---------- Excerpted data ----------

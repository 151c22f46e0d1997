//! Persona CLI - static site generator for a personal site.

use std::path::PathBuf;

use anyhow::Result;
use clap::{Parser, Subcommand};
use tracing_subscriber::{fmt, EnvFilter};

mod commands;

#[derive(Parser)]
#[command(name = "persona")]
#[command(about = "Static site generator for a personal site")]
#[command(version)]
pub struct Cli {
    #[command(subcommand)]
    command: Commands,

    /// Path to site.toml config file
    #[arg(short, long, default_value = "site.toml")]
    config: PathBuf,

    /// Enable verbose output
    #[arg(short, long)]
    verbose: bool,
}

#[derive(Subcommand)]
enum Commands {
    /// Scaffold a new site in the current directory
    Init {
        /// Overwrite existing files
        #[arg(short, long)]
        yes: bool,
    },

    /// Build the static site
    Build {
        /// Output directory (defaults to config or "public")
        #[arg(short, long)]
        output: Option<PathBuf>,

        /// Skip stylesheet minification
        #[arg(long)]
        no_minify: bool,
    },

    /// Preview the built site
    Serve {
        /// Port to listen on
        #[arg(short, long, default_value = "4000")]
        port: u16,

        /// Directory to serve
        #[arg(short, long, default_value = "public")]
        dir: PathBuf,
    },
}

#[tokio::main]
async fn main() -> Result<()> {
    let cli = Cli::parse();

    let filter = if cli.verbose {
        EnvFilter::new("debug")
    } else {
        EnvFilter::new("info")
    };

    fmt().with_env_filter(filter).with_target(false).init();

    match cli.command {
        Commands::Init { yes } => {
            commands::init::run(yes)?;
        }
        Commands::Build { output, no_minify } => {
            let minify = if no_minify { Some(false) } else { None };
            commands::build::run(&cli.config, output, minify)?;
        }
        Commands::Serve { port, dir } => {
            commands::serve::run(port, dir).await?;
        }
    }

    Ok(())
}
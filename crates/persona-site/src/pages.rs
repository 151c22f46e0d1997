//! The generated site pages that are not content items: home and demos.

use persona_widgets::{snapshot, DemoShell};

use crate::index::SiteIndex;
use crate::templates::{PostCard, TemplateEngine, TemplateError};

/// Render the home page: hero plus reverse-chronological post cards.
pub fn render_home(engine: &TemplateEngine, index: &SiteIndex) -> Result<String, TemplateError> {
    let posts: Vec<PostCard> = index
        .entries()
        .iter()
        .map(|entry| PostCard {
            title: entry.title.clone(),
            description: entry.description.clone(),
            date_display: entry.date.format("%b %d, %Y").to_string(),
            href: format!("/{}", entry.path),
        })
        .collect();

    engine.render_home(&posts)
}

/// Render the demos page around the shell's initial state.
///
/// The shell mounts fresh on every page load, so the embedded snapshot is
/// always the default state: playground tab active, greeting visible.
pub fn render_demos(engine: &TemplateEngine) -> Result<String, TemplateError> {
    let shell = DemoShell::new();
    engine.render_demos(&snapshot::shell_html(&shell))
}
//! Staging namespace shared by every job.
//!
//! The engine only sees files inside [`Workspace::root`]. Each job stages its
//! input there, lets the engine write outputs next to it, reads them back and
//! removes everything it produced. [`JobScope`] hands out per-job names and
//! removes them again when it goes out of scope.

use std::fs;
use std::io::ErrorKind;
use std::path::{Path, PathBuf};
use std::sync::Arc;

use bytes::Bytes;
use thiserror::Error;
use tracing::{debug, warn};
use uuid::Uuid;

#[derive(Debug, Error)]
pub enum WorkspaceError {
    #[error("invalid workspace entry name: {0:?}")]
    InvalidName(String),

    #[error("workspace entry not found: {0}")]
    Missing(String),

    #[error("workspace I/O error on {name}: {source}")]
    Io {
        name: String,
        #[source]
        source: std::io::Error,
    },
}

impl WorkspaceError {
    fn io(name: &str, source: std::io::Error) -> Self {
        Self::Io {
            name: name.to_string(),
            source,
        }
    }
}

#[derive(Debug)]
pub struct Workspace {
    root: PathBuf,
}

impl Workspace {
    pub fn open(root: impl Into<PathBuf>) -> Result<Self, WorkspaceError> {
        let root = root.into();
        fs::create_dir_all(&root)
            .map_err(|e| WorkspaceError::io(&root.display().to_string(), e))?;
        Ok(Self { root })
    }

    pub fn root(&self) -> &Path {
        &self.root
    }

    fn path_of(&self, name: &str) -> Result<PathBuf, WorkspaceError> {
        let valid = !name.is_empty()
            && name != "."
            && name != ".."
            && !name.contains(['/', '\\', '\0']);
        if !valid {
            return Err(WorkspaceError::InvalidName(name.to_string()));
        }
        Ok(self.root.join(name))
    }

    pub async fn write(&self, name: &str, bytes: &[u8]) -> Result<(), WorkspaceError> {
        let path = self.path_of(name)?;
        tokio::fs::write(&path, bytes)
            .await
            .map_err(|e| WorkspaceError::io(name, e))?;
        debug!("Staged {} ({} bytes)", name, bytes.len());
        Ok(())
    }

    pub async fn read(&self, name: &str) -> Result<Bytes, WorkspaceError> {
        let path = self.path_of(name)?;
        match tokio::fs::read(&path).await {
            Ok(data) => Ok(Bytes::from(data)),
            Err(e) if e.kind() == ErrorKind::NotFound => {
                Err(WorkspaceError::Missing(name.to_string()))
            }
            Err(e) => Err(WorkspaceError::io(name, e)),
        }
    }

    /// Removing an entry that does not exist is not an error.
    pub async fn remove(&self, name: &str) -> Result<(), WorkspaceError> {
        let path = self.path_of(name)?;
        match tokio::fs::remove_file(&path).await {
            Ok(()) => Ok(()),
            Err(e) if e.kind() == ErrorKind::NotFound => Ok(()),
            Err(e) => Err(WorkspaceError::io(name, e)),
        }
    }

    /// Names of every entry currently staged, sorted.
    pub fn entries(&self) -> Result<Vec<String>, WorkspaceError> {
        let dir = fs::read_dir(&self.root)
            .map_err(|e| WorkspaceError::io(&self.root.display().to_string(), e))?;

        let mut names: Vec<String> = dir
            .filter_map(|entry| entry.ok())
            .filter(|entry| entry.file_type().map(|t| t.is_file()).unwrap_or(false))
            .filter_map(|entry| entry.file_name().into_string().ok())
            .collect();
        names.sort();
        Ok(names)
    }

    /// Removes every entry whose name starts with `prefix` without blocking
    /// the runtime. Failures are logged, not returned.
    pub async fn clear_prefixed(&self, prefix: &str) -> usize {
        let mut dir = match tokio::fs::read_dir(&self.root).await {
            Ok(dir) => dir,
            Err(e) => {
                warn!("Failed to list workspace for cleanup: {}", e);
                return 0;
            }
        };

        let mut removed = 0;
        loop {
            let entry = match dir.next_entry().await {
                Ok(Some(entry)) => entry,
                Ok(None) => break,
                Err(e) => {
                    warn!("Failed to list workspace for cleanup: {}", e);
                    break;
                }
            };
            let Ok(name) = entry.file_name().into_string() else {
                continue;
            };
            if !name.starts_with(prefix) {
                continue;
            }
            match tokio::fs::remove_file(entry.path()).await {
                Ok(()) => removed += 1,
                Err(e) if e.kind() == ErrorKind::NotFound => {}
                Err(e) => warn!("Failed to remove workspace entry {}: {}", name, e),
            }
        }
        removed
    }

    /// Blocking twin of [`Workspace::clear_prefixed`] for `Drop` and startup.
    pub fn remove_prefixed(&self, prefix: &str) -> usize {
        let names = match self.entries() {
            Ok(names) => names,
            Err(e) => {
                warn!("Failed to list workspace for cleanup: {}", e);
                return 0;
            }
        };

        let mut removed = 0;
        for name in names.iter().filter(|n| n.starts_with(prefix)) {
            match fs::remove_file(self.root.join(name)) {
                Ok(()) => removed += 1,
                Err(e) if e.kind() == ErrorKind::NotFound => {}
                Err(e) => warn!("Failed to remove workspace entry {}: {}", name, e),
            }
        }
        removed
    }

    /// Clears entries left behind by a previous process.
    pub fn purge(&self) -> usize {
        self.remove_prefixed("")
    }

    pub fn scope(self: &Arc<Self>) -> JobScope {
        JobScope::new(Arc::clone(self))
    }
}

/// Per-job naming and cleanup.
///
/// Every name produced by [`JobScope::name`] carries the job's unique prefix,
/// so closing the scope removes inputs, the outputs the job read and any
/// outputs the engine produced that were never read. A scope dropped without
/// [`JobScope::close`], as when a request is cancelled mid-job, falls back to a
/// blocking sweep.
#[derive(Debug)]
pub struct JobScope {
    workspace: Arc<Workspace>,
    id: String,
    closed: bool,
}

impl JobScope {
    fn new(workspace: Arc<Workspace>) -> Self {
        Self {
            workspace,
            id: Uuid::new_v4().simple().to_string(),
            closed: false,
        }
    }

    pub fn id(&self) -> &str {
        &self.id
    }

    pub fn name(&self, suffix: &str) -> String {
        format!("{}-{}", self.id, suffix)
    }

    fn prefix(&self) -> String {
        format!("{}-", self.id)
    }

    pub async fn close(mut self) -> usize {
        let removed = self.workspace.clear_prefixed(&self.prefix()).await;
        self.closed = true;
        debug!("[Job {}] Removed {} workspace entries", self.id, removed);
        removed
    }
}

impl Drop for JobScope {
    fn drop(&mut self) {
        if self.closed {
            return;
        }
        let removed = self.workspace.remove_prefixed(&self.prefix());
        debug!("[Job {}] Removed {} workspace entries on drop", self.id, removed);
    }
}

----------

Task instructions: Scan the material above. Copy each line where "InvalidName" occurs.

Result:
    InvalidName(String),
            return Err(WorkspaceError::InvalidName(name.to_string()));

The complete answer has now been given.